Every day somebody tells me I’m a lucky girl.
Yeah, a lucky girl, freak.
I suck in a deep, fortifying breath and use non-existent stomach muscles to pull my head off my bedroom carpet into another crunch.
“Catherine, you’re not overdoing it, are you?” Mom calls from downstairs.
“No, I’m being good!”
I used to be able to close my door for privacy but since the accident Mom insists I keep it open, just in case.
My body shudders as I attempt crunch number fifteen. I need to hit twenty to prove I’m ready to get back on Evergreen Cheer.
I can do it. I need my life back, just the way it was.
I can’t believe how my muscles turned to mush during my three months at Swedish Hospital including a week in a drug-induced coma. The doctors thought it was the best way to manage my traumatic brain injury.
With renewed determination I pull myself up and touch my nose to my bent knee. My head pounds, my pulse races and I sweat like Bobby McDonald after football practice. Or is his name Jimmy McDonald? Damn.
For half a second I wonder if waking up from the coma had been such a great idea.
“Don’t.” Self-pity is for losers.
But sometimes I can’t help it.
Life was good before my TBI.
Traumatic Brain Injury
. I was on top of the world. My world.
Now, in my “new normal” world, I struggle with the simplest things like focus, short-term memory, and cognitive function. Yesterday I couldn’t remember the word for backpack.
And if anyone knew about that other thing…
“Are you still up for the mall?” Mom calls.
“In a minute!”
After four more grueling sit-ups. I can do them. I
have
to do them.
I need to get back on the squad, resurrect my 4.0 GPA and get Greg Hoffman to ask me out. Please, please, please God. He was about to ask me to prom last spring before my life exploded.
Nothing like having your skull smashed against the pavement to derail your social life.
I ease back down to the floor. School starts the day after tomorrow, which means I have less than 48 hours to be me again, to walk into Evergreen High as if nothing’s changed.
Yet one look at me and it’s obvious I’m not the same girl I was before the accident. My once long, blond hair barely touches my ears, and my jeans hang loosely off my hips thanks to being fed through a tube.
Still, I’m doing a pretty good job of convincing the people around me that I’m the same Catherine Westfield, over achieving honor student and captain of the Relay for Life team that raised the most donations two years in a row.
I inhale and focus on the Maroon 5 poster on my ceiling. Crunch sixteen. I pull my head up off the floor. My body trembles and my eyes water.
“Catherine?
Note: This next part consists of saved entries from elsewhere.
//! Configuration for preprocessing, model loading and the prediction service

use image::imageops::FilterType;
use radiolens_core::{Error, Result};
use serde::{Deserialize, Serialize};
use std::path::{Path, PathBuf};

/// Config file looked up in the working directory when none is given
pub const DEFAULT_CONFIG_FILE: &str = "radiolens.yaml";

/// Top-level Radiolens configuration
#[derive(Debug, Clone, Default, Serialize, Deserialize)]
pub struct RadiolensConfig {
    /// Trained model artifact settings
    #[serde(default)]
    pub model: ModelSettings,

    /// Image normalization settings
    #[serde(default)]
    pub preprocessing: PreprocessingConfig,

    /// Concurrency settings for the prediction service
    #[serde(default)]
    pub service: ServiceSettings,
}

/// Where the trained classifier lives and how to run it
#[derive(Debug, Clone, Serialize, Deserialize)]
pub struct ModelSettings {
    /// Set to false to always use the deterministic fallback
    #[serde(default = "default_true")]
    pub enabled: bool,

    /// SafeTensors weights of the trained classifier
    #[serde(default = "default_model_path")]
    pub path: PathBuf,

    /// JSON metadata sidecar; defaults to the weights path with a `.json` extension
    #[serde(default)]
    pub metadata: Option<PathBuf>,

    /// Device to run inference on
    #[serde(default)]
    pub device: DeviceSpec,

    /// Ordinal of the GPU when `device` is not `cpu`
    #[serde(default)]
    pub device_index: usize,
}

impl Default for ModelSettings {
    fn default() -> Self {
        Self {
            enabled: true,
            path: default_model_path(),
            metadata: None,
            device: DeviceSpec::Cpu,
            device_index: 0,
        }
    }
}

impl ModelSettings {
    /// Metadata sidecar path, explicit or derived from the weights path
    pub fn metadata_path(&self) -> PathBuf {
        self.metadata
            .clone()
            .unwrap_or_else(|| self.path.with_extension("json"))
    }
}

/// Device specification (for config files)
#[derive(Debug, Clone, Copy, Default, PartialEq, Eq, Serialize, Deserialize)]
#[serde(rename_all = "lowercase")]
pub enum DeviceSpec {
    #[default]
    Cpu,
    Cuda,
    Metal,
}

/// Resampling filter used when stretching to the target resolution
#[derive(Debug, Clone, Copy, Default, PartialEq, Eq, Serialize, Deserialize)]
#[serde(rename_all = "kebab-case")]
pub enum ResizeFilterSpec {
    /// Bilinear
    #[default]
    Triangle,
    /// Cubic spline
    CatmullRom,
    Lanczos3,
}

impl ResizeFilterSpec {
    pub fn to_filter_type(self) -> FilterType {
        match self {
            Self::Triangle => FilterType::Triangle,
            Self::CatmullRom => FilterType::CatmullRom,
            Self::Lanczos3 => FilterType::Lanczos3,
        }
    }
}

/// Image normalization settings
#[derive(Debug, Clone, PartialEq, Serialize, Deserialize)]
pub struct PreprocessingConfig {
    /// Output width in pixels
    #[serde(default = "default_target_size")]
    pub target_width: u32,

    /// Output height in pixels
    #[serde(default = "default_target_size")]
    pub target_height: u32,

    /// CLAHE clip limit, relative to a uniform histogram
    #[serde(default = "default_clip_limit")]
    pub clip_limit: f32,

    /// CLAHE tile grid as `[columns, rows]`
    #[serde(default = "default_tile_grid")]
    pub tile_grid: [u32; 2],

    #[serde(default)]
    pub resize_filter: ResizeFilterSpec,

    /// Sources larger than this are rejected before decoding
    #[serde(default = "default_max_image_bytes")]
    pub max_image_bytes: u64,
}

impl Default for PreprocessingConfig {
    fn default() -> Self {
        Self {
            target_width: default_target_size(),
            target_height: default_target_size(),
            clip_limit: default_clip_limit(),
            tile_grid: default_tile_grid(),
            resize_filter: ResizeFilterSpec::default(),
            max_image_bytes: default_max_image_bytes(),
        }
    }
}

impl PreprocessingConfig {
    pub fn validate(&self) -> Result<()> {
        if self.target_width == 0 || self.target_height == 0 {
            return Err(Error::config(format!(
                "target resolution must be non-zero, got {}x{}",
                self.target_width, self.target_height
            )));
        }
        if !(self.clip_limit.is_finite() && self.clip_limit > 0.0) {
            return Err(Error::config(format!(
                "clip limit must be positive, got {}",
                self.clip_limit
            )));
        }
        if self.tile_grid.contains(&0) {
            return Err(Error::config(format!(
                "tile grid must be non-zero, got {:?}",
                self.tile_grid
            )));
        }
        if self.max_image_bytes == 0 {
            return Err(Error::config("max_image_bytes must be non-zero"));
        }
        Ok(())
    }
}

/// Prediction service settings
#[derive(Debug, Clone, Serialize, Deserialize)]
pub struct ServiceSettings {
    /// Maximum predictions running at once
    #[serde(default = "default_max_concurrency")]
    pub max_concurrency: usize,
}

impl Default for ServiceSettings {
    fn default() -> Self {
        Self {
            max_concurrency: default_max_concurrency(),
        }
    }
}

impl RadiolensConfig {
    /// Load from YAML string
    pub fn from_yaml(yaml: &str) -> Result<Self> {
        let config: Self = serde_yaml::from_str(yaml)
            .map_err(|e| Error::config(format!("invalid configuration: {e}")))?;
        config.validate()?;
        Ok(config)
    }

    /// Load from file
    pub fn from_file(path: impl AsRef<Path>) -> Result<Self> {
        let path = path.as_ref();
        let content = std::fs::read_to_string(path).map_err(|e| {
            Error::config(format!("failed to read config {}: {e}", path.display()))
        })?;
        Self::from_yaml(&content)
    }

    /// Load the given file, or `radiolens.yaml` if present, or defaults.
    ///
    /// An explicitly named file that does not exist is an error.
    pub fn load(path: Option<&Path>) -> Result<Self> {
        match path {
            Some(path) => Self::from_file(path),
            None if Path::new(DEFAULT_CONFIG_FILE).exists() => Self::from_file(DEFAULT_CONFIG_FILE),
            None => Ok(Self::default()),
        }
    }

    /// Override the model weights path
    pub fn with_model_path(mut self, path: impl Into<PathBuf>) -> Self {
        self.model.path = path.into();
        self
    }

    pub fn validate(&self) -> Result<()> {
        self.preprocessing.validate()?;
        if self.service.max_concurrency == 0 {
            return Err(Error::config("service.max_concurrency must be at least 1"));
        }
        Ok(())
    }
}

fn default_true() -> bool {
    true
}

fn default_model_path() -> PathBuf {
    PathBuf::from("models/radiograph_classifier.safetensors")
}

fn default_target_size() -> u32 {
    224
}

fn default_clip_limit() -> f32 {
    2.0
}

fn default_tile_grid() -> [u32; 2] {
    [8, 8]
}

fn default_max_image_bytes() -> u64 {
    50 * 1024 * 1024
}

fn default_max_concurrency() -> usize {
    num_cpus::get().max(1)
}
You ready?”
Mom’s voice sounds close, just outside the door close.
“Coming!”
One more, just one more crunch and I’ve beaten my record. My stomach muscles burn. I can do this.
“Six—”
“Catherine!” Mom hovers in the doorway with a frown on her normally pleasant face. “Five is supposed to be your limit.”
“It’s fine.” I squeeze my eyes shut. If Mom figures out how hard this is she’ll call the doctor, get Dad all freaked out, and probably keep me from starting school.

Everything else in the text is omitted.